目的：提高对抗体叠加中枢神经系统炎性脱髓鞘疾病（inflammatory demyelinating disorder，IDD）的认识。

方法：报道1例先后出现视神经炎及颅内多发病灶的43岁男性患者，结合文献复习，探讨抗髓鞘少突胶质细胞糖蛋白抗体（anti-myelin oligodendrocyte glycoprotein antibody，MOG-ab）叠加抗髓鞘碱性蛋白抗体（anti-myelin basic protein antibody，MBP-ab）介导的中枢神经系统IDD的临床表现和可能的发病机制。

结果：尽管有广泛的颅内病变和视野缺损，该患者在接受血浆置换术后恢复良好，免疫抑制治疗未见短期复发。

结论：MOG-ab叠加MBP-ab抗体鲜有报道，其致病机制不明，诊断主要依据抗体检测。因此，当怀疑中枢神经系统IDD时，尽早完善中枢神经系统脱髓鞘抗体谱的检测至关重要，有利于早期诊断和治疗，减少功能残疾。

Objective: To improve the clinical cognition of antibodies overlapping inflammatory demyelinating disease (IDD) in the central nervous system (CNS).

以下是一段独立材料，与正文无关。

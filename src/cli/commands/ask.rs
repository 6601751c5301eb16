//! Ask command implementation.

use crate::cli::preflight::{self, Operation};
use crate::cli::Output;
use crate::config::Settings;
use crate::rag::{PromptVersion, QueryPipeline};
use anyhow::Result;

/// Run the ask command.
pub async fn run_ask(
    question: &str,
    prompt_version: &str,
    top_k: Option<usize>,
    json: bool,
    settings: Settings,
) -> Result<()> {
    // Bad input is reported before anything is opened or contacted.
    let version: PromptVersion = prompt_version.parse()?;
    if top_k == Some(0) {
        anyhow::bail!("--top-k must be at least 1");
    }

    if let Err(e) = preflight::check(Operation::Ask, &settings) {
        Output::error(&format!("{}", e));
        Output::info("Run 'kneerag doctor' for detailed diagnostics.");
        return Err(e.into());
    }

    let pipeline = QueryPipeline::from_settings(&settings)?;

    let spinner = Output::spinner(&format!("Asking {}...", pipeline.model()));
    let result = pipeline.answer(question, version, top_k).await;
    spinner.finish_and_clear();

    match result {
        Ok(response) => {
            if json {
                println!("{}", serde_json::to_string_pretty(&response)?);
            } else {
                Output::response(&response);
            }
        }
        Err(e) => {
            Output::error(&format!("Failed to generate answer: {}", e));
            if e.is_retryable() {
                Output::info("This may be temporary; try again.");
            }
            return Err(e.into());
        }
    }

    Ok(())
}
//! Ollama embeddings implementation.

use super::Embedder;
use crate::error::{KneeRagError, Result};
use async_trait::async_trait;
use futures::stream::{self, StreamExt, TryStreamExt};
use serde::{Deserialize, Serialize};
use std::time::Duration;
use tracing::{debug, instrument};

/// Embedding requests are small; a stalled server should not block ingestion for long.
const EMBED_TIMEOUT_SECS: u64 = 60;

#[derive(Serialize)]
struct EmbedRequest<'a> {
    model: &'a str,
    input: &'a str,
}

/// `/api/embed` answers with `embeddings`, the legacy endpoint with `embedding`.
#[derive(Deserialize)]
struct EmbedResponse {
    embedding: Option<Vec<f32>>,
    embeddings: Option<Vec<Vec<f32>>>,
}

/// Embedder backed by a local Ollama server.
pub struct OllamaEmbedder {
    client: reqwest::Client,
    url: String,
    model: String,
    dimensions: usize,
    max_concurrent: usize,
}

impl OllamaEmbedder {
    /// Create a new Ollama embedder.
    pub fn new(base_url: &str, model: &str, dimensions: usize, max_concurrent: usize) -> Result<Self> {
        let base = crate::generation::validate_base_url(base_url)?;
        let client = reqwest::Client::builder()
            .timeout(Duration::from_secs(EMBED_TIMEOUT_SECS))
            .build()?;

        Ok(Self {
            client,
            url: format!("{}/api/embed", base),
            model: model.to_string(),
            dimensions,
            max_concurrent: max_concurrent.max(1),
        })
    }
}

#[async_trait]
impl Embedder for OllamaEmbedder {
    #[instrument(skip(self, text), fields(model = %self.model))]
    async fn embed(&self, text: &str) -> Result<Vec<f32>> {
        let body = EmbedRequest {
            model: &self.model,
            input: text,
        };

        let resp = self
            .client
            .post(&self.url)
            .json(&body)
            .send()
            .await
            .map_err(|e| KneeRagError::Embedding(format!("POST {} failed: {}", self.url, e)))?;

        if !resp.status().is_success() {
            let status = resp.status();
            let snippet: String = resp.text().await.unwrap_or_default().chars().take(240).collect();
            return Err(KneeRagError::Embedding(format!(
                "unexpected HTTP status {} from {}: {}",
                status, self.url, snippet
            )));
        }

        let out: EmbedResponse = resp
            .json()
            .await
            .map_err(|e| KneeRagError::Embedding(format!("failed to decode embed response: {}", e)))?;

        let vector = match (out.embedding, out.embeddings) {
            (Some(v), _) => v,
            (None, Some(vs)) => vs
                .into_iter()
                .next()
                .ok_or_else(|| KneeRagError::Embedding("Empty embedding response".to_string()))?,
            (None, None) => {
                return Err(KneeRagError::Embedding("no embedding returned".to_string()));
            }
        };

        if vector.len() != self.dimensions {
            return Err(KneeRagError::Embedding(format!(
                "model {} returned {} dimensions, expected {}",
                self.model,
                vector.len(),
                self.dimensions
            )));
        }

        Ok(vector)
    }

    #[instrument(skip(self, texts), fields(count = texts.len()))]
    async fn embed_batch(&self, texts: &[String]) -> Result<Vec<Vec<f32>>> {
        if texts.is_empty() {
            return Ok(Vec::new());
        }

        debug!("Generating embeddings for {} texts", texts.len());

        // Futures are built up front so the stream borrows nothing from `texts`.
        // `buffered` keeps output in input order.
        let requests: Vec<_> = texts.iter().map(|text| self.embed(text)).collect();
        let embeddings: Vec<Vec<f32>> = stream::iter(requests)
            .buffered(self.max_concurrent)
            .try_collect()
            .await?;

        debug!("Generated {} embeddings", embeddings.len());
        Ok(embeddings)
    }

    fn dimensions(&self) -> usize {
        self.dimensions
    }
}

Methods: A 43-year-old male case of optic neuritis followed by multiple intracranial lesions successively is reported. The clinical manifestations and possible pathogenesis of demyelinating diseases mediated by anti-myelin oligodendrocyte glycoprotein (MOG-ab) and anti-myelin basic protein (MBP-ab) are discussed based on literature review.

Results: Despite extensive intracranial lesions and visual field defects, the patient recovered well after plasmapheresis, and there was no short-term recurrence in immunosuppressive therapy.

Conclusion: Therefore, when CNS-IDD are considered, it is important to detection of CNS demyelinating antibodies for early diagnosis, treatment and reduce functional disability.